## Directions for this task
Below are some records; work out how many of their lines contain "DiagnosticKind" and give the number only.

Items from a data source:
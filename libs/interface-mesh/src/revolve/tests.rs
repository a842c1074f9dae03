//! Tests for the ring revolver.

use super::*;

fn stations(points: &[(f64, f64)]) -> Vec<Station> {
    points
        .iter()
        .map(|&(x, y)| Station {
            position: DVec2::new(x, y),
            cell_type: CellType::Tri,
        })
        .collect()
}

fn line(from: (f64, f64), to: (f64, f64), intervals: usize) -> Vec<(f64, f64)> {
    (0..=intervals)
        .map(|k| {
            let t = k as f64 / intervals as f64;
            (from.0 + t * (to.0 - from.0), from.1 + t * (to.1 - from.1))
        })
        .collect()
}

/// Rectangle: front cap up the axis, rim at r = 1, back cap down to the axis.
fn rectangle_zones() -> Vec<ZoneStations> {
    vec![
        ZoneStations {
            zone: Zone::Front,
            stations: stations(&line((0.0, 0.0), (0.0, 1.0), 10)),
        },
        ZoneStations {
            zone: Zone::Side,
            stations: stations(&line((0.0, 1.0), (1.0, 1.0), 10)),
        },
        ZoneStations {
            zone: Zone::Back,
            stations: stations(&line((1.0, 1.0), (1.0, 0.0), 10)),
        },
    ]
}

fn settings(refinement_factor: f64) -> RevolveSettings {
    RevolveSettings::new(0.1, refinement_factor, 1, 1).unwrap()
}

#[test]
fn test_rectangle_ring_dims() {
    let mut diagnostics = Diagnostics::new();
    let meshes = revolve_zones(&rectangle_zones(), &settings(1.0), &mut diagnostics).unwrap();
    assert_eq!(meshes.len(), 3);

    assert_eq!(
        meshes[0].ring_dims(),
        vec![1, 10, 10, 10, 19, 19, 19, 28, 28, 37, 37]
    );
    assert_eq!(meshes[1].ring_dims(), vec![37; 11]);
    assert_eq!(
        meshes[2].ring_dims(),
        vec![37, 37, 37, 37, 37, 28, 28, 19, 19, 10, 1]
    );
    assert_eq!(diagnostics.warning_count(), 0);
}

#[test]
fn test_zones_share_boundary_rings() {
    let meshes = revolve_zones(&rectangle_zones(), &settings(1.0), &mut Diagnostics::new()).unwrap();
    assert_eq!(meshes[0].shared, 0);
    assert_eq!(meshes[1].shared, 37);
    assert_eq!(meshes[2].shared, 37);
    assert_eq!(meshes[1].rings[0].points, meshes[0].last_ring().unwrap().points);
}

#[test]
fn test_every_ring_splits_into_groups() {
    let meshes = revolve_zones(&rectangle_zones(), &settings(0.0), &mut Diagnostics::new()).unwrap();
    // Pole start without refinement: floor(4 / 2) groups
    for mesh in &meshes {
        for ring in &mesh.rings {
            assert!(ring.is_pole() || (ring.dim() - 1) % 2 == 0);
        }
    }
}

#[test]
fn test_off_axis_start_seeds_an_arc() {
    let zones = vec![ZoneStations {
        zone: Zone::Side,
        stations: stations(&line((0.0, 1.0), (1.0, 1.0), 4)),
    }];
    let meshes = revolve_zones(&zones, &settings(0.0), &mut Diagnostics::new()).unwrap();
    let dims = meshes[0].ring_dims();
    // floor(pi / 0.1) = 31 edges, 31 - 7 = 24, 24 / 2 = 12 groups
    assert_eq!(dims[0], 13);
    assert!(dims.windows(2).all(|w| w[1] >= w[0]));
    assert_eq!(*dims.last().unwrap(), 37);
    assert_eq!(meshes[0].points.len(), dims.iter().sum::<usize>());
}

#[test]
fn test_interior_station_on_axis() {
    let mut points = line((0.0, 0.0), (0.0, 1.0), 4);
    points.extend(line((0.0, 1.0), (1.0, 0.0), 4).into_iter().skip(1));
    points.extend(line((1.0, 0.0), (2.0, 1.0), 4).into_iter().skip(1));
    let zones = vec![ZoneStations {
        zone: Zone::Front,
        stations: stations(&points),
    }];
    let err = revolve_zones(&zones, &settings(0.0), &mut Diagnostics::new()).unwrap_err();
    assert!(matches!(err, InterfaceError::DegenerateGeometry { .. }));
}

#[test]
fn test_fixed_layers_clamped() {
    let zones = vec![
        ZoneStations {
            zone: Zone::Front,
            stations: stations(&line((0.0, 0.0), (0.0, 1.0), 3)),
        },
        ZoneStations {
            zone: Zone::Side,
            stations: stations(&line((0.0, 1.0), (1.0, 1.0), 3)),
        },
    ];
    let settings = RevolveSettings::new(0.1, 0.0, 10, 1).unwrap();
    let mut diagnostics = Diagnostics::new();
    revolve_zones(&zones, &settings, &mut diagnostics).unwrap();
    assert!(diagnostics.iter().any(|d| matches!(
        d.kind,
        DiagnosticKind::FixedLayersClamped { requested: 10, .. }
    )));
}

#[test]
fn test_empty_zones_are_skipped() {
    let zones = vec![
        ZoneStations {
            zone: Zone::Front,
            stations: Vec::new(),
        },
        ZoneStations {
            zone: Zone::Side,
            stations: stations(&line((0.0, 0.5), (1.0, 0.5), 2)),
        },
    ];
    let meshes = revolve_zones(&zones, &settings(0.0), &mut Diagnostics::new()).unwrap();
    assert_eq!(meshes.len(), 1);
    assert_eq!(meshes[0].zone, Zone::Side);
}

#[test]
fn test_no_stations() {
    assert!(revolve_zones(&[], &settings(0.0), &mut Diagnostics::new()).is_err());
}
//! # Interface Errors
//!
//! Fatal error types for interface mesh generation. Non-fatal events are
//! reported through [`crate::diagnostic`] instead.

use std::io;
use std::path::PathBuf;
use thiserror::Error;

/// Errors that abort an interface generation run.
#[derive(Debug, Error)]
pub enum InterfaceError {
    /// Profile text or profile topology is invalid
    #[error("Malformed profile{}: {message}", line.map(|l| format!(" (line {l})")).unwrap_or_default())]
    MalformedProfile { message: String, line: Option<usize> },

    /// Stretching law of a segment is invalid
    #[error("Invalid spacing for segment {segment}: {message}")]
    InvalidSpacing { segment: usize, message: String },

    /// Configuration value is invalid or unsupported
    #[error("Invalid configuration: {message}")]
    InvalidConfig { message: String },

    /// Degenerate geometry
    #[error("Degenerate geometry: {message}")]
    DegenerateGeometry { message: String },

    /// Invalid mesh topology
    #[error("Invalid topology: {message}")]
    InvalidTopology { message: String },

    /// No writer is registered for an extension
    #[error("Unsupported mesh format: '{extension}'")]
    UnsupportedFormat { extension: String },

    /// Writing the output mesh failed
    #[error("Failed to write mesh to {}: {source}", path.display())]
    ExportWrite {
        path: PathBuf,
        #[source]
        source: io::Error,
    },

    /// Reading an input file failed
    #[error("I/O error on {}: {source}", path.display())]
    Io {
        path: PathBuf,
        #[source]
        source: io::Error,
    },

    /// JSON (de)serialization failed
    #[error("JSON error: {0}")]
    Json(#[from] serde_json::Error),

    /// A mesh file could not be parsed back
    #[error("Invalid mesh file: {message}")]
    InvalidMeshFile { message: String },
}

impl InterfaceError {
    /// Creates a malformed profile error.
    pub fn malformed(message: impl Into<String>, line: Option<usize>) -> Self {
        Self::MalformedProfile {
            message: message.into(),
            line,
        }
    }

    /// Creates an invalid spacing error for a segment.
    pub fn invalid_spacing(segment: usize, message: impl Into<String>) -> Self {
        Self::InvalidSpacing {
            segment,
            message: message.into(),
        }
    }

    /// Creates an invalid configuration error.
    pub fn invalid_config(message: impl Into<String>) -> Self {
        Self::InvalidConfig {
            message: message.into(),
        }
    }

    /// Creates a degenerate geometry error.
    pub fn degenerate(message: impl Into<String>) -> Self {
        Self::DegenerateGeometry {
            message: message.into(),
        }
    }

    /// Creates an invalid topology error.
    pub fn invalid_topology(message: impl Into<String>) -> Self {
        Self::InvalidTopology {
            message: message.into(),
        }
    }

    /// Creates an invalid mesh file error.
    pub fn invalid_mesh_file(message: impl Into<String>) -> Self {
        Self::InvalidMeshFile {
            message: message.into(),
        }
    }

    /// Creates an I/O error bound to a path.
    pub fn io(path: impl Into<PathBuf>, source: io::Error) -> Self {
        Self::Io {
            path: path.into(),
            source,
        }
    }
}

impl From<config::constants::ConfigError> for InterfaceError {
    fn from(err: config::constants::ConfigError) -> Self {
        Self::invalid_config(err.to_string())
    }
}

/// Result alias used throughout the crate.
pub type Result<T> = std::result::Result<T, InterfaceError>;
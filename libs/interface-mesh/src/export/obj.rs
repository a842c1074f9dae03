//! Wavefront OBJ: `v` lines and 1-based `f` lines.

use crate::error::{InterfaceError, Result};
use crate::mesh::InterfaceMesh;
use glam::DVec3;
use std::io::{self, Write};

use super::{next_number, MeshFormat};

#[derive(Debug, Clone, Copy, Default)]
pub struct ObjFormat;

impl MeshFormat for ObjFormat {
    fn name(&self) -> &'static str {
        "obj"
    }

    fn extensions(&self) -> &'static [&'static str] {
        &["obj"]
    }

    fn write(&self, mesh: &InterfaceMesh, out: &mut dyn Write) -> io::Result<()> {
        writeln!(out, "# rotational interface")?;
        for p in mesh.points() {
            writeln!(out, "v {:e} {:e} {:e}", p.x, p.y, p.z)?;
        }
        for t in mesh.triangles() {
            writeln!(out, "f {} {} {}", t[0] + 1, t[1] + 1, t[2] + 1)?;
        }
        for q in mesh.quads() {
            writeln!(out, "f {} {} {} {}", q[0] + 1, q[1] + 1, q[2] + 1, q[3] + 1)?;
        }
        Ok(())
    }

    fn read(&self, text: &str) -> Result<InterfaceMesh> {
        let mut mesh = InterfaceMesh::new();
        for (number, line) in text.lines().enumerate() {
            let mut tokens = line.split_whitespace();
            match tokens.next() {
                Some("v") => {
                    let x = next_number::<f64>(&mut tokens)?;
                    let y = next_number::<f64>(&mut tokens)?;
                    let z = next_number::<f64>(&mut tokens)?;
                    mesh.add_point(DVec3::new(x, y, z));
                }
                Some("f") => {
                    // "7/2/5" keeps only the vertex index
                    let nodes = tokens
                        .map(|t| t.split('/').next().unwrap_or(t))
                        .map(|t| face_index(t, number + 1))
                        .collect::<Result<Vec<u32>>>()?;
                    match nodes.as_slice() {
                        &[a, b, c] => mesh.add_triangle([a, b, c]),
                        &[a, b, c, d] => mesh.add_quad([a, b, c, d]),
                        _ => {
                            return Err(InterfaceError::invalid_mesh_file(format!(
                                "line {}: faces need 3 or 4 nodes",
                                number + 1
                            )))
                        }
                    }
                }
                _ => {}
            }
        }
        Ok(mesh)
    }
}

fn face_index(token: &str, line: usize) -> Result<u32> {
    token
        .parse::<u32>()
        .ok()
        .and_then(|i| i.checked_sub(1))
        .ok_or_else(|| InterfaceError::invalid_mesh_file(format!("line {line}: bad face index '{token}'")))
}
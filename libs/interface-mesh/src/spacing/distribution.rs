//! # Distribution Generator
//!
//! Turns a normalized stretching law into a strictly increasing sequence of
//! parameters in `[0, 1]`.
//!
//! ## Algorithm
//!
//! 1. Grow geometric layers from both ends while the increment stays within
//!    the max edge length.
//! 2. If the two stretched regions leave a gap, fill it uniformly.
//! 3. Otherwise regrow both ends with a target edge derived at the 50%
//!    crossing; fill the gap with the mean target if one appears, or give up
//!    stretching for a uniform distribution.

use super::law::SpacingLaw;
use crate::diagnostic::DistributionFallback;
use config::constants::{EPSILON, MAX_STRETCHING_LAYERS, TARGET_EDGE_DECAY_POWER};

/// Result of [`distribute`].
#[derive(Debug, Clone, PartialEq)]
pub struct Distribution {
    /// Parameters, first 0.0, last 1.0.
    pub values: Vec<f64>,
    /// Set when stretching could not be applied as requested.
    pub fallback: Option<DistributionFallback>,
}

/// Geometric layers grown from `start` with first increment `ds`.
///
/// A negative `ds` grows towards 0. Growth stops before the increment
/// exceeds `max_edge` (relative tolerance `EPSILON`) or the next value leaves
/// `(0, 1]`. The returned list
/// always holds `start` and `start + ds`.
pub fn stretching_layers(start: f64, ds: f64, growth: f64, max_edge: f64) -> Vec<f64> {
    let mut layers = vec![start, start + ds];
    let mut increment = ds;

    for _ in 0..MAX_STRETCHING_LAYERS {
        if increment.abs() > max_edge * (1.0 + EPSILON) {
            break;
        }
        let last = layers[layers.len() - 1];
        let next = last + increment * growth;
        increment *= growth;
        if next > 0.0 && next <= 1.0 {
            layers.push(next);
        } else {
            break;
        }
    }

    layers
}

/// Start layers, a uniform middle bounded by `max_edge`, end layers.
fn growth_distribution(start: &[f64], end: &[f64], max_edge: f64) -> Vec<f64> {
    let d_start = start[start.len() - 1];
    let d_end = end[end.len() - 1];

    let gap = d_end - d_start;
    let intervals = interval_count(gap, max_edge);
    let step = gap / intervals as f64;

    let mut values = Vec::with_capacity(start.len() + intervals + end.len());
    values.extend_from_slice(start);
    for k in 1..intervals {
        values.push(d_start + k as f64 * step);
    }
    values.push(d_end);
    values.extend(end.iter().rev().skip(1));

    if let Some(last) = values.last_mut() {
        *last = 1.0;
    }
    values
}

/// Reduced target edge at the 50% crossing of a stretched region.
///
/// Falls back to the first increment when the region never crosses 0.5.
fn target_edge(layers: &[f64], growth: f64) -> f64 {
    let first = layers[1] - layers[0];
    let decay = (1.0 / growth).powi(TARGET_EDGE_DECAY_POWER);

    let crossing = if first > 0.0 {
        layers.iter().position(|&v| v >= 0.5)
    } else {
        layers.iter().position(|&v| v <= 0.5)
    };

    match crossing {
        Some(i) if i > 0 => (decay * (layers[i] - layers[i - 1])).abs(),
        _ => first.abs(),
    }
}

/// Fewest intervals of at most `max_edge` covering `length`.
///
/// A ratio within `EPSILON` of an integer is not rounded up.
fn interval_count(length: f64, max_edge: f64) -> usize {
    ((length / max_edge - EPSILON).ceil() as usize).max(1)
}

/// `n` equal intervals over `[0, 1]`.
fn uniform(intervals: usize) -> Vec<f64> {
    let intervals = intervals.max(1);
    let mut values: Vec<f64> = (0..intervals).map(|k| k as f64 / intervals as f64).collect();
    values.push(1.0);
    values
}

/// Builds the distribution of a law normalized to unit length.
///
/// # Example
///
/// ```rust
/// use interface_mesh::spacing::{distribute, SpacingLaw};
///
/// let distribution = distribute(&SpacingLaw::from_array([0.001, 1.2, 0.001, 1.2, 0.05]));
/// assert_eq!(distribution.values[0], 0.0);
/// assert_eq!(*distribution.values.last().unwrap(), 1.0);
/// assert!(distribution.fallback.is_none());
/// ```
pub fn distribute(law: &SpacingLaw) -> Distribution {
    let start = stretching_layers(0.0, law.start_spacing, law.start_growth, law.max_edge);
    let end = stretching_layers(1.0, -law.end_spacing, law.end_growth, law.max_edge);

    if !overlap(&start, &end) {
        return Distribution {
            values: growth_distribution(&start, &end, law.max_edge),
            fallback: None,
        };
    }

    let start_target = target_edge(&start, law.start_growth);
    let end_target = target_edge(&end, law.end_growth);

    let start = stretching_layers(0.0, law.start_spacing, law.start_growth, start_target);
    let end = stretching_layers(1.0, -law.end_spacing, law.end_growth, end_target);

    if !overlap(&start, &end) {
        let mean = 0.5 * (start_target + end_target);
        return Distribution {
            values: growth_distribution(&start, &end, mean),
            fallback: Some(DistributionFallback::ReducedTarget),
        };
    }

    Distribution {
        values: uniform(interval_count(1.0, law.max_edge)),
        fallback: Some(DistributionFallback::Uniform),
    }
}

/// The stretched regions leave no gap.
#[inline]
fn overlap(start: &[f64], end: &[f64]) -> bool {
    start[start.len() - 1] >= end[end.len() - 1]
}

#[cfg(test)]
mod tests {
    use super::*;
    use approx::assert_relative_eq;

    fn assert_valid(values: &[f64]) {
        assert!(values.len() >= 2);
        assert_eq!(values[0], 0.0);
        assert_eq!(values[values.len() - 1], 1.0);
        for pair in values.windows(2) {
            assert!(pair[1] > pair[0], "not increasing: {pair:?}");
        }
    }

    #[test]
    fn test_stretching_layers_geometric() {
        let layers = stretching_layers(0.0, 0.1, 2.0, 0.5);
        // 0.7 + 0.8 leaves the unit interval
        assert_eq!(layers.len(), 4);
        assert_relative_eq!(layers[3], 0.7, epsilon = 1e-12);
    }

    #[test]
    fn test_stretching_layers_from_end() {
        let layers = stretching_layers(1.0, -0.1, 1.0, 0.1);
        assert!(layers.windows(2).all(|w| w[1] < w[0]));
        assert!(layers.iter().all(|&v| v > 0.0));
    }

    #[test]
    fn test_uniform_law() {
        // Unit growth fills the segment from both ends
        let distribution = distribute(&SpacingLaw::uniform(0.1));
        assert_valid(&distribution.values);
        assert_eq!(distribution.values.len(), 11);
        assert_eq!(distribution.fallback, Some(DistributionFallback::Uniform));
        assert_relative_eq!(distribution.values[3], 0.3, epsilon = 1e-12);
    }

    #[test]
    fn test_stretched_law() {
        let law = SpacingLaw::from_array([0.001, 1.2, 0.002, 1.2, 0.05]);
        let distribution = distribute(&law);
        assert_valid(&distribution.values);
        assert!(distribution.fallback.is_none());
        assert_relative_eq!(distribution.values[1], 0.001, epsilon = 1e-12);
        let n = distribution.values.len();
        assert_relative_eq!(1.0 - distribution.values[n - 2], 0.002, epsilon = 1e-12);
        // The last stretched layer may overshoot the max edge by one growth step
        for pair in distribution.values.windows(2) {
            assert!(pair[1] - pair[0] <= 0.05 * 1.2 + 1e-12);
        }
    }

    #[test]
    fn test_edge_larger_than_segment() {
        let distribution = distribute(&SpacingLaw::uniform(2.0));
        assert_eq!(distribution.values, vec![0.0, 1.0]);
        assert_eq!(distribution.fallback, Some(DistributionFallback::Uniform));
    }

    #[test]
    fn test_overlapping_growth_uses_reduced_target() {
        // Strong growth from both ends meets before reaching the max edge
        let law = SpacingLaw::from_array([0.05, 1.5, 0.05, 1.5, 0.6]);
        let distribution = distribute(&law);
        assert_valid(&distribution.values);
        assert_eq!(distribution.fallback, Some(DistributionFallback::ReducedTarget));
    }

    #[test]
    fn test_default_law_is_uniform_for_any_length() {
        let cases: [(f64, f64); 10] = [
            (0.1, 1.0),
            (0.05, 1.0),
            (0.1, 2.0),
            (0.2, 1.0),
            (0.25, 1.0),
            (0.1, 0.5),
            (0.02, 1.0),
            (0.125, 3.0),
            (0.3, 0.9),
            (0.07, 2.1),
        ];
        for (spacing, length) in cases {
            let intervals = (length / spacing).round() as usize;
            let distribution = distribute(&SpacingLaw::uniform(spacing).normalized(length));
            assert_valid(&distribution.values);
            assert_eq!(
                distribution.values.len(),
                intervals + 1,
                "spacing {spacing} over {length}"
            );
            assert_eq!(distribution.fallback, Some(DistributionFallback::Uniform));
            for pair in distribution.values.windows(2) {
                assert_relative_eq!(pair[1] - pair[0], 1.0 / intervals as f64, epsilon = 1e-9);
            }
        }
    }

    #[test]
    fn test_non_integer_ratio_rounds_up() {
        let distribution = distribute(&SpacingLaw::uniform(0.07));
        assert_valid(&distribution.values);
        // 1 / 0.07 = 14.29
        assert_eq!(distribution.values.len(), 16);
    }

    #[test]
    fn test_touching_regions_overlap() {
        assert!(overlap(&[0.0, 0.5], &[1.0, 0.5]));
        assert!(!overlap(&[0.0, 0.4], &[1.0, 0.6]));
    }

    #[test]
    fn test_target_edge_without_crossing() {
        let layers = vec![0.0, 0.1, 0.2];
        assert_relative_eq!(target_edge(&layers, 1.0), 0.1, epsilon = 1e-12);
    }
}
//! # Generation Pipeline
//!
//! Runs every stage for one interface:
//!
//! ```text
//! profile → spacing → distribution → curve mesher → revolver → assembler → placement
//! ```
//!
//! Each run owns its data; nothing is cached between runs.

use crate::assemble::assemble;
use crate::curve::mesh_segment;
use crate::diagnostic::{DiagnosticKind, Diagnostics};
use crate::error::Result;
use crate::mesh::InterfaceMesh;
use crate::profile::{read_profile, Profile, Zone};
use crate::revolve::{revolve_zones, Station, ZoneMesh, ZoneStations};
use crate::settings::InterfaceConfig;
use crate::spacing::{distribute, resolve_spacing, SegmentSpacing};
use glam::DVec3;
use serde::Serialize;

/// Ring layout of one generated zone.
#[derive(Debug, Clone, PartialEq, Serialize)]
pub struct ZoneSummary {
    pub zone: Zone,
    pub ring_dims: Vec<usize>,
    pub triangles: usize,
    pub quads: usize,
}

impl From<&ZoneMesh> for ZoneSummary {
    fn from(mesh: &ZoneMesh) -> Self {
        Self {
            zone: mesh.zone,
            ring_dims: mesh.ring_dims(),
            triangles: mesh.triangles.len(),
            quads: mesh.quads.len(),
        }
    }
}

/// Outcome of one generation run.
#[derive(Debug, Clone)]
pub struct GenerationReport {
    /// Closed, placed interface mesh.
    pub mesh: InterfaceMesh,
    pub diagnostics: Diagnostics,
    /// Per-zone ring layout of the top half.
    pub zones: Vec<ZoneSummary>,
}

/// Reads the configured profile and generates the interface.
///
/// # Errors
///
/// Any fatal [`crate::InterfaceError`]; diagnostics collected before the
/// failure are logged but not returned.
pub fn generate_interface(config: &InterfaceConfig) -> Result<GenerationReport> {
    let profile = read_profile(&config.general.input_profile)?;
    generate_from_profile(&profile, config)
}

/// Generates the interface of an already parsed profile.
pub fn generate_from_profile(profile: &Profile, config: &InterfaceConfig) -> Result<GenerationReport> {
    config.validate()?;
    let settings = config.revolve_settings()?;
    let placement = config.placement()?;
    let mut diagnostics = Diagnostics::new();

    let spacing = resolve_spacing(
        profile,
        &config.spacing.profile_segments,
        settings.max_edge_length,
        &mut diagnostics,
    )?;
    let zones = mesh_profile(profile, &spacing, &mut diagnostics)?;
    let zone_meshes = revolve_zones(&zones, &settings, &mut diagnostics)?;
    let mut mesh = assemble(&zone_meshes)?;

    let bbox = profile.bounding_box();
    let canonical_center = DVec3::new(bbox.midpoint().x, 0.0, 0.0);
    placement.apply(&mut mesh, canonical_center);

    let zones: Vec<ZoneSummary> = zone_meshes.iter().map(ZoneSummary::from).collect();
    tracing::info!(
        segments = profile.len(),
        zones = zones.len(),
        points = mesh.point_count(),
        triangles = mesh.triangle_count(),
        quads = mesh.quad_count(),
        area = mesh.surface_area(),
        warnings = diagnostics.warning_count(),
        "interface generated"
    );

    Ok(GenerationReport {
        mesh,
        diagnostics,
        zones,
    })
}

/// Meshes every segment and groups the stations by zone.
///
/// The first station of each non-empty zone is the point it shares with the
/// previous zone, or the profile start.
pub fn mesh_profile(
    profile: &Profile,
    spacing: &[SegmentSpacing],
    diagnostics: &mut Diagnostics,
) -> Result<Vec<ZoneStations>> {
    let mut zones = Vec::with_capacity(Zone::ALL.len());

    for zone in Zone::ALL {
        let mut stations: Vec<Station> = Vec::new();
        for index in profile.zone_segments(zone) {
            let segment = &profile.segments()[index];
            let SegmentSpacing { law, cell_type } = spacing[index];

            let distribution = distribute(&law.normalized(segment.arc_length()));
            if let Some(fallback) = distribution.fallback {
                diagnostics.notice(DiagnosticKind::DistributionFallback {
                    segment: index,
                    fallback,
                });
            }

            let points = mesh_segment(segment, &distribution.values)?;
            let skip = usize::from(!stations.is_empty());
            stations.extend(points.into_iter().skip(skip).map(|position| Station {
                position,
                cell_type,
            }));
            tracing::debug!(
                segment = index,
                kind = ?segment.kind(),
                %zone,
                points = distribution.values.len(),
                "segment meshed"
            );
        }
        zones.push(ZoneStations { zone, stations });
    }

    Ok(zones)
}

#[cfg(test)]
mod tests {
    use super::*;
    use crate::settings::{GeneralSettings, InterfaceKind, PropertySettings, SpacingSettings};
    use std::path::PathBuf;

    fn config() -> InterfaceConfig {
        InterfaceConfig {
            general: GeneralSettings {
                input_profile: PathBuf::from("unused.txt"),
                kind: InterfaceKind::Profile,
            },
            properties: PropertySettings::default(),
            spacing: SpacingSettings::default(),
        }
    }

    fn rectangle() -> Profile {
        "0 0\n0 1\n\n0 1\n1 1\n\n1 1\n1 0\n".parse().unwrap()
    }

    #[test]
    fn test_zone_stations_share_boundaries() {
        let profile = rectangle();
        let mut diagnostics = Diagnostics::new();
        let spacing = resolve_spacing(&profile, &Default::default(), 0.1, &mut diagnostics).unwrap();
        let zones = mesh_profile(&profile, &spacing, &mut diagnostics).unwrap();

        assert_eq!(zones.len(), 3);
        for zone in &zones {
            assert_eq!(zone.stations.len(), 11);
        }
        assert_eq!(zones[0].stations[10].position, zones[1].stations[0].position);
        assert_eq!(zones[1].stations[10].position, zones[2].stations[0].position);
    }

    #[test]
    fn test_segments_within_zone_join_once() {
        // Two side segments meeting at (0.5, 1)
        let profile: Profile = "0 0\n0 1\n\n0 1\n0.5 1\n\n0.5 1\n1 1\n\n1 1\n1 0\n".parse().unwrap();
        let mut diagnostics = Diagnostics::new();
        let spacing = resolve_spacing(&profile, &Default::default(), 0.1, &mut diagnostics).unwrap();
        let zones = mesh_profile(&profile, &spacing, &mut diagnostics).unwrap();
        assert_eq!(zones[1].stations.len(), 11);
    }

    #[test]
    fn test_generate_reports_zones() {
        let report = generate_from_profile(&rectangle(), &config()).unwrap();
        assert_eq!(report.zones.len(), 3);
        assert_eq!(report.zones[0].ring_dims[0], 1);
        assert_eq!(*report.zones[2].ring_dims.last().unwrap(), 1);
        assert!(report.mesh.validate());
    }

    #[test]
    fn test_default_spacing_is_reported() {
        let report = generate_from_profile(&rectangle(), &config()).unwrap();
        let defaults = report
            .diagnostics
            .iter()
            .filter(|d| matches!(d.kind, DiagnosticKind::DefaultSpacing { .. }))
            .count();
        assert_eq!(defaults, 3);
    }

    #[test]
    fn test_missing_profile_file() {
        let mut config = config();
        config.general.input_profile = PathBuf::from("/nonexistent/profile.txt");
        assert!(generate_interface(&config).is_err());
    }
}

## Result for this task
4